■ Task directions
Filter the entries below down to the lines that hold "target".

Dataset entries

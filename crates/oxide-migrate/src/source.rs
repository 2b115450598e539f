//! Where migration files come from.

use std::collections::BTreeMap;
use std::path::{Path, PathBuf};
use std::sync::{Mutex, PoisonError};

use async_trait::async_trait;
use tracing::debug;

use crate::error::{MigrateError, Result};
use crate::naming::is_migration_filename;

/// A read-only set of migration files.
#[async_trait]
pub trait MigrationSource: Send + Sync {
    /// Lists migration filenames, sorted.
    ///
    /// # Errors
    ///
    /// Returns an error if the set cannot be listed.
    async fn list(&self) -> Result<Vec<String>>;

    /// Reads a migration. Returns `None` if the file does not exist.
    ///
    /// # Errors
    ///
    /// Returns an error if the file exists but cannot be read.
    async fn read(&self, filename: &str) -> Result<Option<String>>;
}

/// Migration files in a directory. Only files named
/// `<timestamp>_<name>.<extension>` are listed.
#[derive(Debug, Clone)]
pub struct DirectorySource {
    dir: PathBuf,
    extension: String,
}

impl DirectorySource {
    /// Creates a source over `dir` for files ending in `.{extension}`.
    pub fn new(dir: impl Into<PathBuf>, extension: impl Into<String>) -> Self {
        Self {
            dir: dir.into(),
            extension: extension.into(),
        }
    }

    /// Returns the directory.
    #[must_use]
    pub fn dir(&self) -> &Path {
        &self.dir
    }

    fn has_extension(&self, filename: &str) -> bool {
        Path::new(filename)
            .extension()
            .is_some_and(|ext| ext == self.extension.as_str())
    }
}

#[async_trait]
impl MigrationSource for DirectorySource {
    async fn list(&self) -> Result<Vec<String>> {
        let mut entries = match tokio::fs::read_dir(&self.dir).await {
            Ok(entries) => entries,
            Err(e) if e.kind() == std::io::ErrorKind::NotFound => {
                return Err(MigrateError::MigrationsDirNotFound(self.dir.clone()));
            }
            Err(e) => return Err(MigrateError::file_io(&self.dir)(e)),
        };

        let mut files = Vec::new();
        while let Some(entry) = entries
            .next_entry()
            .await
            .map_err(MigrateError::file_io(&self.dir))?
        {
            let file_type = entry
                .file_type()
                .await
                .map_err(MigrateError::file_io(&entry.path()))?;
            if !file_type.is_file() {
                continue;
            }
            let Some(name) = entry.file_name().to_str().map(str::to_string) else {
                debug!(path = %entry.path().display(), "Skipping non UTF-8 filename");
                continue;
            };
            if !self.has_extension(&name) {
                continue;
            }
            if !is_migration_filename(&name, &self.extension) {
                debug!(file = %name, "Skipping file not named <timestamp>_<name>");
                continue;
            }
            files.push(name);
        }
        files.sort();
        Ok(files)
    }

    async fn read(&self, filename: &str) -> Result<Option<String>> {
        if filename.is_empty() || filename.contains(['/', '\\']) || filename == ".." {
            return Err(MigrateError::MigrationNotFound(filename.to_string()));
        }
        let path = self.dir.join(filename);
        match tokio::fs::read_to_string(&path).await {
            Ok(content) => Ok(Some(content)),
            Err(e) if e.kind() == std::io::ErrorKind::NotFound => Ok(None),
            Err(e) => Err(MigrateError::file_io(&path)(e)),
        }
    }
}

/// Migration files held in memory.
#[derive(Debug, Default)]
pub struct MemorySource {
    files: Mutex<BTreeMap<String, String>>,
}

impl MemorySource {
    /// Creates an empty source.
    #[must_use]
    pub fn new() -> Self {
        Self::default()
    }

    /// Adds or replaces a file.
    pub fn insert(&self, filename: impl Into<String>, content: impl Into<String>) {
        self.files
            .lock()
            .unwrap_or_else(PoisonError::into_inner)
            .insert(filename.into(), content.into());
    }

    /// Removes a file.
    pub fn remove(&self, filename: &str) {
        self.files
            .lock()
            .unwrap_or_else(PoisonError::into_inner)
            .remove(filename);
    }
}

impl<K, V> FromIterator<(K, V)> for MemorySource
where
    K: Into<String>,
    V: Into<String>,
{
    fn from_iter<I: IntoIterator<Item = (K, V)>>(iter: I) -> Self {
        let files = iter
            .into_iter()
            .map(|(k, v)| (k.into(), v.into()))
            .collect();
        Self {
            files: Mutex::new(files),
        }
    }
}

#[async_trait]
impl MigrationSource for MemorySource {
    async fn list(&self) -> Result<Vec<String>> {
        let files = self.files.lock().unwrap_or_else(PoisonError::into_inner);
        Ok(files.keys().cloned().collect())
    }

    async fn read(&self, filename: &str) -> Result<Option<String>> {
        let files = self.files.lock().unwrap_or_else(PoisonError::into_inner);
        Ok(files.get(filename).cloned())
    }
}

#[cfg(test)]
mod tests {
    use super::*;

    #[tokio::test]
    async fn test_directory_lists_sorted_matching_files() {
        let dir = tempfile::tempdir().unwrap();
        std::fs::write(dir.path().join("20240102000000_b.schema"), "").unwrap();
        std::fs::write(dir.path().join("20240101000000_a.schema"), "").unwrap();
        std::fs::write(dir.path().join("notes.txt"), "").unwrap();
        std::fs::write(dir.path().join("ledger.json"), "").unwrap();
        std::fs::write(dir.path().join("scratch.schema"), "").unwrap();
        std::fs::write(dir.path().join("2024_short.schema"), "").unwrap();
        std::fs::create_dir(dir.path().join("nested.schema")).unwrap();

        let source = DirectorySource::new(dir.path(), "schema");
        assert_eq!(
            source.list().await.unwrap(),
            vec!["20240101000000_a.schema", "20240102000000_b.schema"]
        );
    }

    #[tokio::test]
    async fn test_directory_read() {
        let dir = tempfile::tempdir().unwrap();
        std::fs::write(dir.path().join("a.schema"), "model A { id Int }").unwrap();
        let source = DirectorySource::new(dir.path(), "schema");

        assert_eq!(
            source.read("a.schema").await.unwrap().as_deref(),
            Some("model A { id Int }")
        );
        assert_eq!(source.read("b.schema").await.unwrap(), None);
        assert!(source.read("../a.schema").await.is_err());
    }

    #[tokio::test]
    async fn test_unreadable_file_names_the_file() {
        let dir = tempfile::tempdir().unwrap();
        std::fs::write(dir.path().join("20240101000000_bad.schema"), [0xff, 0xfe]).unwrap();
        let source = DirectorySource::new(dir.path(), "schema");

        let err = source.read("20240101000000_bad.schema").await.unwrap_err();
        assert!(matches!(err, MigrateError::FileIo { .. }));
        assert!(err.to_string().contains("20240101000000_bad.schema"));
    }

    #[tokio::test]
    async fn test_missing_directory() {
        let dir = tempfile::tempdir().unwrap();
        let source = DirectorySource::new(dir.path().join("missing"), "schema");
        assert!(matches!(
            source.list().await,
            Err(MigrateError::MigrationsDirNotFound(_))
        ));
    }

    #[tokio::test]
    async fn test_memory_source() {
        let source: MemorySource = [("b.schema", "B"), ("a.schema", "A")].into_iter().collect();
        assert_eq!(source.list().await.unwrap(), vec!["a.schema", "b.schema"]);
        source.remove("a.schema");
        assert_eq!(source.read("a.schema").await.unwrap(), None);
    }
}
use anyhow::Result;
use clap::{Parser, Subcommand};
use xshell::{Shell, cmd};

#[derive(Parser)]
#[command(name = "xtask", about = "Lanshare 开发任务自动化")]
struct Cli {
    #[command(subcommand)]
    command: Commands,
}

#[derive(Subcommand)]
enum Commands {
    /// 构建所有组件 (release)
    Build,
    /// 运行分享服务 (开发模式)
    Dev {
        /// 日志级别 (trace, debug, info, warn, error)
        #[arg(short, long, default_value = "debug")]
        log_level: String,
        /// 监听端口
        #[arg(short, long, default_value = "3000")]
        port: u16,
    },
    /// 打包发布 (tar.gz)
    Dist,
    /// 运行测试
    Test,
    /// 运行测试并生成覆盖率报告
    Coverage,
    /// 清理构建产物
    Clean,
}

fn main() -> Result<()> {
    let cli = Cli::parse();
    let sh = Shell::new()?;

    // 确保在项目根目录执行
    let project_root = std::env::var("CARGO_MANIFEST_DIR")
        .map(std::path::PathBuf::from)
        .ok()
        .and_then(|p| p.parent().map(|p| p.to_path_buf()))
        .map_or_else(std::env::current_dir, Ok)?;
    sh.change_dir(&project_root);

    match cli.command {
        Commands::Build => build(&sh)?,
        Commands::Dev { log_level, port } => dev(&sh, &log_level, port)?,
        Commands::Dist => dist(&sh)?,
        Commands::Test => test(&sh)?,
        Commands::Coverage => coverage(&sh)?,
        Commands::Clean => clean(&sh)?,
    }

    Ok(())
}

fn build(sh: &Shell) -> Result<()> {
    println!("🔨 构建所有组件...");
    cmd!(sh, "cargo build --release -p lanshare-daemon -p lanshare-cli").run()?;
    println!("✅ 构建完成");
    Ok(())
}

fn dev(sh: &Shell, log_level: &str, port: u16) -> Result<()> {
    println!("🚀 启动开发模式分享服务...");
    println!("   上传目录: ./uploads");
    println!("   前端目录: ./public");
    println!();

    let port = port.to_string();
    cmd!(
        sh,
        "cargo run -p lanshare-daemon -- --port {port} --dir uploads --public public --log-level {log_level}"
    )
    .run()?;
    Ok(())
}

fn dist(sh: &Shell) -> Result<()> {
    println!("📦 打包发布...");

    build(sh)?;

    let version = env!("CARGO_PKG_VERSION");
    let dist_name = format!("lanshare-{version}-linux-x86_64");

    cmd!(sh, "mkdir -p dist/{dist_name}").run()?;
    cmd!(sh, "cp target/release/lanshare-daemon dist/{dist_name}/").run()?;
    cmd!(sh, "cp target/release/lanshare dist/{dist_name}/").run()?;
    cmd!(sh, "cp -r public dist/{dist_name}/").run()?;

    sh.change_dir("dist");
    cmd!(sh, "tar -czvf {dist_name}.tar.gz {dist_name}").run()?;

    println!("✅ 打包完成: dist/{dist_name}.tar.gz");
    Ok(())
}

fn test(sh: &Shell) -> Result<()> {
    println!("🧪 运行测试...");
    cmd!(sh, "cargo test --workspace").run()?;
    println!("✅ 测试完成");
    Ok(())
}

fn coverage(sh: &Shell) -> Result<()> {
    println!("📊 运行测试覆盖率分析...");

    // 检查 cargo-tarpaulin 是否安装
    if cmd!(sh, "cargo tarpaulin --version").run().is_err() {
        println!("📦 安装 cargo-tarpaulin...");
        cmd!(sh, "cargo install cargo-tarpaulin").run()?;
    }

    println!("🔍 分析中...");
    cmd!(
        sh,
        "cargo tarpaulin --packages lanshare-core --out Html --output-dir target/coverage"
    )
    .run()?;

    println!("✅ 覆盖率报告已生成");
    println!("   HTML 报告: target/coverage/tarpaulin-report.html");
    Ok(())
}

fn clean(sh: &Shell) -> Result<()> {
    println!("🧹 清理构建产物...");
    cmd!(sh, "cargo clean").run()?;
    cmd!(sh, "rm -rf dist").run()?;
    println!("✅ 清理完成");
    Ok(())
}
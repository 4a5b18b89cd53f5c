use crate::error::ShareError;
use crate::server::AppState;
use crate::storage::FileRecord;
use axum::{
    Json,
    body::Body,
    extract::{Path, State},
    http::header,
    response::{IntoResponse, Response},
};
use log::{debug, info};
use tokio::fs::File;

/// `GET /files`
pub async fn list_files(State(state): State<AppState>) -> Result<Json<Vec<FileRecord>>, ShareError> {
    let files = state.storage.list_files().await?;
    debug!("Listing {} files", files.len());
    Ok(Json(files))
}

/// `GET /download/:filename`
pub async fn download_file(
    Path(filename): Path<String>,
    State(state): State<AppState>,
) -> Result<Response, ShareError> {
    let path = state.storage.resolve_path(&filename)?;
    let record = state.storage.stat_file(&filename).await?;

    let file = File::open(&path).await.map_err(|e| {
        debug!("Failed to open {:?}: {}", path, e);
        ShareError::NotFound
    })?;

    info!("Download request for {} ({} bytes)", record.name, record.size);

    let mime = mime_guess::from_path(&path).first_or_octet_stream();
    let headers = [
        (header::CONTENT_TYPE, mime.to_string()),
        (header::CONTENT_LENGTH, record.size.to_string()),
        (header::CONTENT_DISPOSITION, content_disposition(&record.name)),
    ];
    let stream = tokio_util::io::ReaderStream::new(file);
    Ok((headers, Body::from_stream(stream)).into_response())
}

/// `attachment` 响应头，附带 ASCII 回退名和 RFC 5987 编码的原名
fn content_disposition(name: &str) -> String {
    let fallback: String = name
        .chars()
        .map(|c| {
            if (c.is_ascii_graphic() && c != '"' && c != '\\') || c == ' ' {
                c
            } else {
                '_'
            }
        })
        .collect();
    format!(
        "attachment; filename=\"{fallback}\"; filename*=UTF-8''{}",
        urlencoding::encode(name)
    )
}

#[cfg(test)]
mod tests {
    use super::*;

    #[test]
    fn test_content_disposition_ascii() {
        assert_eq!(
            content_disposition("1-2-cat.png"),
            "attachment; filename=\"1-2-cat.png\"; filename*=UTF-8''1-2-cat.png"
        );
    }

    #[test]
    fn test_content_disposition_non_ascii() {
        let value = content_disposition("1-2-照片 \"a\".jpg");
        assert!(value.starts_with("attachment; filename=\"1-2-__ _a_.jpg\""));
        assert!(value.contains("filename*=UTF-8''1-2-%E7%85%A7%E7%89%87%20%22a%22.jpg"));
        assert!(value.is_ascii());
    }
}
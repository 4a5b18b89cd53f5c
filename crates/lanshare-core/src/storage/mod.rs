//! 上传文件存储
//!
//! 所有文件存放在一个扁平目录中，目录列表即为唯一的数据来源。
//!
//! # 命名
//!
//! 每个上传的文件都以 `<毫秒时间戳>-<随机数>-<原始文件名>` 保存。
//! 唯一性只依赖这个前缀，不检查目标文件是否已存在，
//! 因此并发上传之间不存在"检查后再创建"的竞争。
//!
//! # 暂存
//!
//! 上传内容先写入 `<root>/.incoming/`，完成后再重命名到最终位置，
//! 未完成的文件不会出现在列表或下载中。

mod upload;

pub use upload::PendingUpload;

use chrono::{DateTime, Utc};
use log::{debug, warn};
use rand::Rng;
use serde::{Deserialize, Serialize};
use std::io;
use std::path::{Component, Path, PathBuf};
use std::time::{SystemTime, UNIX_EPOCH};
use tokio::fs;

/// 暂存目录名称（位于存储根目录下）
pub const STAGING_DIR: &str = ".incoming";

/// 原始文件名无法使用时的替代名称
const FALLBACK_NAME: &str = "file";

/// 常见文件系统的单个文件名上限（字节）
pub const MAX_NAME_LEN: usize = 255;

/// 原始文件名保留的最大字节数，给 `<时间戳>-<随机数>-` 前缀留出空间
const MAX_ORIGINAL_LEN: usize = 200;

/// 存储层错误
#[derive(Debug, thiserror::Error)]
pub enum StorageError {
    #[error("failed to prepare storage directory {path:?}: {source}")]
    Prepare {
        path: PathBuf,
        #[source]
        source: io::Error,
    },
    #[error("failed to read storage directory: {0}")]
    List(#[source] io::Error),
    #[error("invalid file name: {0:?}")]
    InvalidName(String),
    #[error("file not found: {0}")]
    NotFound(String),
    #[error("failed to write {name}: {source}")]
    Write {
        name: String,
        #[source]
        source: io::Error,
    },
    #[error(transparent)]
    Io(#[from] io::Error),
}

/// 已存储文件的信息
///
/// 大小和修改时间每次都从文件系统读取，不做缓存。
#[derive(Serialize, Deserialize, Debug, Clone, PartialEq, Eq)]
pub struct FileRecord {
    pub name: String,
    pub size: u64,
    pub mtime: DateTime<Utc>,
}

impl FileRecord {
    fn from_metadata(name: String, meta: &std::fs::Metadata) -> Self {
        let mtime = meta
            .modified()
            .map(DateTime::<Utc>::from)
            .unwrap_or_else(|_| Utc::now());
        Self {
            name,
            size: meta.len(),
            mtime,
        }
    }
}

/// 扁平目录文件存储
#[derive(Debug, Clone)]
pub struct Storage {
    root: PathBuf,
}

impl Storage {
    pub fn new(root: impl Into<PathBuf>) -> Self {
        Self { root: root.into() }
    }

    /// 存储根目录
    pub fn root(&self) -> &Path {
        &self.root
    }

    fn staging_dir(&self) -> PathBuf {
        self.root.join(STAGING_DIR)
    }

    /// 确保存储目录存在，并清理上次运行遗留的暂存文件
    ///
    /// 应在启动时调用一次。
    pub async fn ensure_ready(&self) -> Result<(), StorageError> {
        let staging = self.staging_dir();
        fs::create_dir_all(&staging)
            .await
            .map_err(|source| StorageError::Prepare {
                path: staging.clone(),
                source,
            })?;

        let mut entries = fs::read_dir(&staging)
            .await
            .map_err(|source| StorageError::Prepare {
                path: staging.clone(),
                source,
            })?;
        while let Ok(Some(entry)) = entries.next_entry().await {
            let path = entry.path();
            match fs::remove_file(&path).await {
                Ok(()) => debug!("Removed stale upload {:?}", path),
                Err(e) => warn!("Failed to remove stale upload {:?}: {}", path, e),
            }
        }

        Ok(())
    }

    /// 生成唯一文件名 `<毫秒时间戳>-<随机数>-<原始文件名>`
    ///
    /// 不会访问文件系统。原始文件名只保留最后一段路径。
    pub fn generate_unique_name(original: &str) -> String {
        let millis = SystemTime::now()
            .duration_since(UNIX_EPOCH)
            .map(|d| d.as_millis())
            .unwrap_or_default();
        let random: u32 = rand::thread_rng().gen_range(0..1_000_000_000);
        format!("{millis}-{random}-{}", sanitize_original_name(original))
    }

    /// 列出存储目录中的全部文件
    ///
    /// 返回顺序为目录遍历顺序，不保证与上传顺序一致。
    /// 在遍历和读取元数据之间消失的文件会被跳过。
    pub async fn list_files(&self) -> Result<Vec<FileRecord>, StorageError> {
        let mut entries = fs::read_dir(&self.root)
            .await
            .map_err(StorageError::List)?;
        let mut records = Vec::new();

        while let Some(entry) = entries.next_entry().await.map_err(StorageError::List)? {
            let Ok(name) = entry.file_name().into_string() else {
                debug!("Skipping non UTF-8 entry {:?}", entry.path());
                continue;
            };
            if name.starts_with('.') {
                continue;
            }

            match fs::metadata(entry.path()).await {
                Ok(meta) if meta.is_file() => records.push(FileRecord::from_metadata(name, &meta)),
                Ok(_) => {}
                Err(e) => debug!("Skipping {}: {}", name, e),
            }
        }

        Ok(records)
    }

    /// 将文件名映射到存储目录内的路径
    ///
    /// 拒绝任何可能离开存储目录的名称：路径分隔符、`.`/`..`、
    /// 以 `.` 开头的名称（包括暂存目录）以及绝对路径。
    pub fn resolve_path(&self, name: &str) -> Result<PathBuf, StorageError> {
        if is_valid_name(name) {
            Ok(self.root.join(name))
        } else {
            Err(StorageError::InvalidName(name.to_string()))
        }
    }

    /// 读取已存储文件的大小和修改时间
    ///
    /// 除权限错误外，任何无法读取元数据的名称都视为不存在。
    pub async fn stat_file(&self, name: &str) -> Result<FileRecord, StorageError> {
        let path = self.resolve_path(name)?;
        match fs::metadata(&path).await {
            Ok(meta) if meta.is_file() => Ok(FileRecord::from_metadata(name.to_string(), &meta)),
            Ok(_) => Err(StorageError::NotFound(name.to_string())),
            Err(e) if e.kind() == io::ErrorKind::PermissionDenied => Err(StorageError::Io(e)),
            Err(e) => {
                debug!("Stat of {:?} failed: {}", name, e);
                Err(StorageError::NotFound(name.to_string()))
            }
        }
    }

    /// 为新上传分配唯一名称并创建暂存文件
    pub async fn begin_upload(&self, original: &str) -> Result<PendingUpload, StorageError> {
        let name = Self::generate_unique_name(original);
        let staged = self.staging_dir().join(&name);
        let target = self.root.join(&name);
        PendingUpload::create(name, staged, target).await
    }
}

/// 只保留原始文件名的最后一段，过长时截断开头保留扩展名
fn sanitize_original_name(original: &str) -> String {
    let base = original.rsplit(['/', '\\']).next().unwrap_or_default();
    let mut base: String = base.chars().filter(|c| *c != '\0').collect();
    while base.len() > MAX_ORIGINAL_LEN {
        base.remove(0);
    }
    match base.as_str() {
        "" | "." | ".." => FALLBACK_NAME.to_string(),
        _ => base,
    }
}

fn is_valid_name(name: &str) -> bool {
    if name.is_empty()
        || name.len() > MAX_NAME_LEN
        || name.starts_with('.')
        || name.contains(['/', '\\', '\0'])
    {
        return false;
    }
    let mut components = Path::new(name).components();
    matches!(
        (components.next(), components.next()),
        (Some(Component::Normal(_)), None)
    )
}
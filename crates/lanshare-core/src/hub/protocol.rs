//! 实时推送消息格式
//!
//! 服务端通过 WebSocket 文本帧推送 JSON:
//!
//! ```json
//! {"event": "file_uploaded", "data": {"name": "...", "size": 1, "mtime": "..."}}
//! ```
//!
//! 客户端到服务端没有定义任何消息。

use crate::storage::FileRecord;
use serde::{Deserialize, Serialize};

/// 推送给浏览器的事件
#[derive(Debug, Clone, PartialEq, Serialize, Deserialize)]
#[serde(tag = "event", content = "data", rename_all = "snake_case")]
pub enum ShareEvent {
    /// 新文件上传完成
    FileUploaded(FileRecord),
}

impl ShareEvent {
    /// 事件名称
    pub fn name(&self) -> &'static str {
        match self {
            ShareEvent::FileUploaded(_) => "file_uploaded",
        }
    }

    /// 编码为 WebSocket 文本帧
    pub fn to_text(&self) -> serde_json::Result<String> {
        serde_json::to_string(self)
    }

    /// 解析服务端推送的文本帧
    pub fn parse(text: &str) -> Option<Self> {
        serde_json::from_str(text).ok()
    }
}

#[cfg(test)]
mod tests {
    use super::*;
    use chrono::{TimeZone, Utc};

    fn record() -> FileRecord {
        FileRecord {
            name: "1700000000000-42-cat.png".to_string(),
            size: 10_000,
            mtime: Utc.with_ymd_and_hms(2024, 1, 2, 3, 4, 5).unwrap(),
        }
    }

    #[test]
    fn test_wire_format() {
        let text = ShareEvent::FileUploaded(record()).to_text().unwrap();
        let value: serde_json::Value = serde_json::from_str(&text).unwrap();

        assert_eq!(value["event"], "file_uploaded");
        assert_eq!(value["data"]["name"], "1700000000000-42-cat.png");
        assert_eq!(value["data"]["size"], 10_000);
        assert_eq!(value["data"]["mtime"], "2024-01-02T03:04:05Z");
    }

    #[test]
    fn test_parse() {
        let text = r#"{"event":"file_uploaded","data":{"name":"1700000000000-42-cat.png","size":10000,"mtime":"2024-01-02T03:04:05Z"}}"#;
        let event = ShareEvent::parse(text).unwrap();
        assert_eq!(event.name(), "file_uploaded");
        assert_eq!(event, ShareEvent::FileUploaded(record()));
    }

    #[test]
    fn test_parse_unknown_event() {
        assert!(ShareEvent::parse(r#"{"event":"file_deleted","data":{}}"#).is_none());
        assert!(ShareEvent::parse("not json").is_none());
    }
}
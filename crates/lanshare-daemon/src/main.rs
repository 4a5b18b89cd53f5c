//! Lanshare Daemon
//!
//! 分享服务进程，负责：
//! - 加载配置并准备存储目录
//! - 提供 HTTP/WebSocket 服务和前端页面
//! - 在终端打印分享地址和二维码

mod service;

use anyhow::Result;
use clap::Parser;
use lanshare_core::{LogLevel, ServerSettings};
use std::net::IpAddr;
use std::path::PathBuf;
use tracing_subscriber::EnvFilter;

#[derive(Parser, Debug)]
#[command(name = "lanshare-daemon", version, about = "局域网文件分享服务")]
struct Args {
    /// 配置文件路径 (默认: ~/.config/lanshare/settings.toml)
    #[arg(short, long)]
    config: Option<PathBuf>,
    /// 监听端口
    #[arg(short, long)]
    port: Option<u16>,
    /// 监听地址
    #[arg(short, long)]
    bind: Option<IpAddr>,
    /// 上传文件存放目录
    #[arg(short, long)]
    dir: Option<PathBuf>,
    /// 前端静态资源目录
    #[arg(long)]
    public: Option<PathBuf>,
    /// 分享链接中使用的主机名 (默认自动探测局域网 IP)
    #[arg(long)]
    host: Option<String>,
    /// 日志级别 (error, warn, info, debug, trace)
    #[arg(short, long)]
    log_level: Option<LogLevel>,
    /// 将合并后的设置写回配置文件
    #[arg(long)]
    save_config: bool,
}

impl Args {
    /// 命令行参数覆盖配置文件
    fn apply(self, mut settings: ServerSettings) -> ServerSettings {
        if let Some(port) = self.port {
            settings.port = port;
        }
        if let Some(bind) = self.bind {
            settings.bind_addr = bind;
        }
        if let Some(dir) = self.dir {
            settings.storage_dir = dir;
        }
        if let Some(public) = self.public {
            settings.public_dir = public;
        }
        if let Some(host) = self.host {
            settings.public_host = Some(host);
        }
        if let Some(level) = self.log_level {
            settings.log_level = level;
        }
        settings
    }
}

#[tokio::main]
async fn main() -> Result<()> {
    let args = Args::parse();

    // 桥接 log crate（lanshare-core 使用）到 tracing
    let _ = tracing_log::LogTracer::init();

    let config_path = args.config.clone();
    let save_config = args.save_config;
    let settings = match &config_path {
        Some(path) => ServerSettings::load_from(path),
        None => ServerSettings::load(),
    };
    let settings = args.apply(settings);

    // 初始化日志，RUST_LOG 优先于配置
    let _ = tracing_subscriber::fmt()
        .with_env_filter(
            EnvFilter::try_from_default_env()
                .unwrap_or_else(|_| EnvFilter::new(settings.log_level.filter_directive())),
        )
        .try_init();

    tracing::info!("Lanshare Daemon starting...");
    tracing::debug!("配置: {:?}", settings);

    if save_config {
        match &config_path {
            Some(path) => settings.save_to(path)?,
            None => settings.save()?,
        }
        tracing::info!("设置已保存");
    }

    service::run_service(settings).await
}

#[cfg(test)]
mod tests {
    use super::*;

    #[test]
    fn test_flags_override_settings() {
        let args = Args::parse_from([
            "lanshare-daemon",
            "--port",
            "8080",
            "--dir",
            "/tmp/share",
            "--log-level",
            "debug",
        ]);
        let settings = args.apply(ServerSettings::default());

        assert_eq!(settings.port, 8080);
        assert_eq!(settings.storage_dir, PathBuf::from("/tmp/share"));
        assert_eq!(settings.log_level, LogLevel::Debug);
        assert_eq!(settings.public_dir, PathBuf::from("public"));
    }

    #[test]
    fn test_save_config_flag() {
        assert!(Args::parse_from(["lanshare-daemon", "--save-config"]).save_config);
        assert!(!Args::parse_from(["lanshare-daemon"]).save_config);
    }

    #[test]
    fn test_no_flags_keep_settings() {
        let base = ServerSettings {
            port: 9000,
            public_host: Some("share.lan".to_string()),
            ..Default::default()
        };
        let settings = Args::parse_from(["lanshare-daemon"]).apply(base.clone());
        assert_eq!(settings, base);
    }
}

■ Answer to this task
    cmd!(sh, "cp target/release/lanshare-daemon dist/{dist_name}/").run()?;
    cmd!(sh, "cp target/release/lanshare dist/{dist_name}/").run()?;
        "cargo tarpaulin --packages lanshare-core --out Html --output-dir target/coverage"
    println!("   HTML 报告: target/coverage/tarpaulin-report.html");
        let target = self.root.join(&name);
        PendingUpload::create(name, staged, target).await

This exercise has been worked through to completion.